368 pages, Alfred A. Knopf, ISBN-13: 978-0307271648
Ghost on the Throne begins in the last weeks of Alexander's life and follows his would-be successors through several years of bloody in-fighting. Most histories of this period begin and end with Alexander, leaving the chaotic decades following his death either summarized or completely unexplored. It's easy to see why: Alexander was an arresting personality who centered over a decade of politics and conquest on the single focal point of himself, while the generals who fell to squabbling for preeminence after his death were a hodgepodge of individuals of varying quality, and the ever more complex politicking among them makes for a potentially confusing narrative.
At Alexander's death he had no heir. He had an illegitimate son, a Bactrian wife in her final trimester of pregnancy, and a clique of high-ranking generals of firm loyalty to himself but riven with strife among each other. He gave one general his signet ring, a clear mark of favored authority, but at his death the rivalries and suspicions among the generals and their distrust of the foreign elements in Alexander's army (the Persian and Indian soldiers and generals, Alexander's Bactrian wife) not to mention decommissioned veterans eager to return home after over a decade at war and rogue local commanders, fell apart without Alexander's powerful center at the top. The empire fractured, fragmented, and finally collapsed into chaos.
James Romm takes this potential chaos of names, motives, loyalties, movements, battles, and betrayals and creates a compelling, highly readable history of the period. His treatment of the subject is really masterful – it's easy to keep track of the scores of individuals populating the story, their relations to each other, and what's going on at any given moment across the vast stage on which the story played out. At various times Romm will deal with Aristotle as he abandons Athens, mutinous Macedonian veterans in what is now Pakistan, Ptolemy in Egypt, and half-dozen generals battling each other in Asia Minor, and, incredibly, it all makes sense. Ghost on the Throne is a masterpiece of organization.
But the story is also exciting. Romm does an excellent job of keeping the story moving, a virtue too often lacking in the work of modern historians. He never allows the story to bog down, especially in discussing the conflicting reports of sources. I've read many modern histories that repeatedly lose track of the narrative when discussing sources, but Romm deftly summarizes and evaluates such problems with not a wasted word. Ghost on the Throne moves at a brisk speed that successfully conveys how quickly and catastrophically Alexander's empire collapsed.

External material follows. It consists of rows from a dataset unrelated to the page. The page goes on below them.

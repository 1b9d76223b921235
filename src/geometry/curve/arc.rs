use std::f64::consts::TAU;

use crate::error::{GeometryError, Result};
use crate::math::{Point3, Vector3, TOLERANCE};

use super::{Curve, CurveDomain};

/// A circular arc in 3D space.
///
/// Defined by a center, radius, normal axis, and a reference direction for
/// the zero-angle. The parameter is the angle in radians, swept from
/// `start_angle` to `end_angle` around the normal axis. A full sweep of
/// `2π` makes the arc a closed circle.
#[derive(Debug, Clone)]
pub struct Arc {
    center: Point3,
    radius: f64,
    normal: Vector3,
    ref_dir: Vector3,
    start_angle: f64,
    end_angle: f64,
}

impl Arc {
    /// Creates a new arc.
    ///
    /// # Errors
    ///
    /// Returns an error if the radius is non-positive, the normal is
    /// zero-length, or the reference direction is not perpendicular to the
    /// normal.
    pub fn new(
        center: Point3,
        radius: f64,
        normal: Vector3,
        ref_dir: Vector3,
        start_angle: f64,
        end_angle: f64,
    ) -> Result<Self> {
        if radius < TOLERANCE {
            return Err(GeometryError::Degenerate("arc radius must be positive".into()).into());
        }
        if end_angle - start_angle < TOLERANCE {
            return Err(GeometryError::Degenerate("arc sweep must be positive".into()).into());
        }

        let normal_len = normal.norm();
        if normal_len < TOLERANCE {
            return Err(GeometryError::ZeroVector.into());
        }
        let normal = normal / normal_len;

        let ref_len = ref_dir.norm();
        if ref_len < TOLERANCE {
            return Err(GeometryError::ZeroVector.into());
        }
        let ref_dir = ref_dir / ref_len;

        if normal.dot(&ref_dir).abs() > TOLERANCE {
            return Err(GeometryError::Degenerate(
                "reference direction must be perpendicular to normal".into(),
            )
            .into());
        }

        Ok(Self {
            center,
            radius,
            normal,
            ref_dir,
            start_angle,
            end_angle,
        })
    }

    /// Creates a full circle (arc with a `2π` sweep starting at angle 0).
    ///
    /// # Errors
    ///
    /// Returns an error under the same conditions as [`Arc::new`].
    pub fn circle(center: Point3, radius: f64, normal: Vector3, ref_dir: Vector3) -> Result<Self> {
        Self::new(center, radius, normal, ref_dir, 0.0, TAU)
    }

    /// Returns the center of the arc.
    #[must_use]
    pub fn center(&self) -> &Point3 {
        &self.center
    }

    /// Returns the radius of the arc.
    #[must_use]
    pub fn radius(&self) -> f64 {
        self.radius
    }

    /// Returns the normal vector of the arc plane.
    #[must_use]
    pub fn normal(&self) -> &Vector3 {
        &self.normal
    }

    /// Second in-plane axis, perpendicular to both normal and `ref_dir`.
    fn binormal(&self) -> Vector3 {
        self.normal.cross(&self.ref_dir)
    }
}

impl Curve for Arc {
    fn evaluate(&self, t: f64) -> Result<Point3> {
        let binormal = self.binormal();
        let x = self.radius * t.cos();
        let y = self.radius * t.sin();
        Ok(self.center + self.ref_dir * x + binormal * y)
    }

    fn derivative(&self, t: f64) -> Result<Vector3> {
        let binormal = self.binormal();
        let dx = -self.radius * t.sin();
        let dy = self.radius * t.cos();
        Ok(self.ref_dir * dx + binormal * dy)
    }

    fn domain(&self) -> CurveDomain {
        CurveDomain::new(self.start_angle, self.end_angle)
    }

    fn is_closed(&self) -> bool {
        (self.end_angle - self.start_angle - TAU).abs() < TOLERANCE
    }
}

I had a few very minor quibbles with the book. I found the system of endnotes difficult to sort through (though Romm gives good reasons for preferring this system in the preface to the book) and there are a few sections that felt needlessly redundant. But those redundant sections were spaced well apart in the book and may be of service to readers who have a difficult time keeping track of all the ancient names and places mentioned in the book. Those readers should be few and far between, but passages like those should help reorient them if they get lost. Finally, I found the epithet "old man Antipater" irritating after a while.
But these minor flaws in no way detract from the overall quality of the book. Romm's gifts of organizing a complicated narrative and of making it exciting and readable have allowed him to produce one of the finest, most readable popular histories I've read.